E l'onda potrebbe non arrivare solo dal nord dell'Africa e dalle nostre ex colonie dell'Eritrea, della Somalia e della Libia, ma anche dall'Africa sub sahariana che è nuovamente in fiamme in Costa d'Avorio, dove sono ritornati gli ex padroni francesi a mettere un po' d'ordine fra il disinteresse del mondo.
Ieri i partigiani dell'ex presidente Gbabo hanno cannoneggiato le installazioni dell'Operation des Nations Unies en Côte d'ivoire (Onuci), nel quartiere popolare di Attecoubé, minacciando direttamente la popolazione civile.
I combattimenti proseguono ad Abidjan e il capo dell'Onuci, Young Jin Choi, a messo in guardia i miliziani di Gbagbo sul fatto di non creare un ulteriore "Casus belli" che probabilmente costringerebbe le truppe Onu ad attaccarli per proteggere i civili ed il suo personale.
Ma mentre l'Onu ci pensa e i francesi occupano l'aeroporto ad Abidjan regnano il caos ed i saccheggi. Le Forces républicaines de Côte d'Ivoire del presidente eletto Alassane Ouattara non riescono ad impadronirsi degli ultimi bastioni di Gbagbo, tra i quali c'è ancora la Rti, la radiotelevisione ivoriana, che serve ai golpisti per mobilitare i militari e i jeunes patriotes che li appoggiano.
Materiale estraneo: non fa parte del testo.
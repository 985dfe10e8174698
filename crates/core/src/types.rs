/// All database primary keys are UUID v4, generated by Postgres.
pub type DbId = uuid::Uuid;

/// All timestamps are UTC.
pub type Timestamp = chrono::DateTime<chrono::Utc>;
Più le ore passano e più la capitale economica della Costa d'Avorio si avvicina a una crisi umanitaria terribile che potrebbe moltiplicare le colonne di profughi che già ci sono: l'acqua corrente non esiste praticamente più e il cibo è sempre più raro. Gli abidjanesi hanno fame, sete e paura e sono ostaggi di una guerra che non vogliono. Le sole presenze umanitarie rimaste in Costa d'Avorio sono Msf e la Croce rossa internazionale.
Medici senza frontiere domenica ha lanciato l'allarme per il numero di feriti che continuano ad affluire a Danané, Man e Bangolo, malgrado nella regione occidentale i combattimenti siano finiti il 31 marzo.
I profughi si contano a migliaia: nella sola é Zouan-Hounien ce ne sono più di 15 000 nella missione cattolica, dove manca tutto e soprattutto il cibo.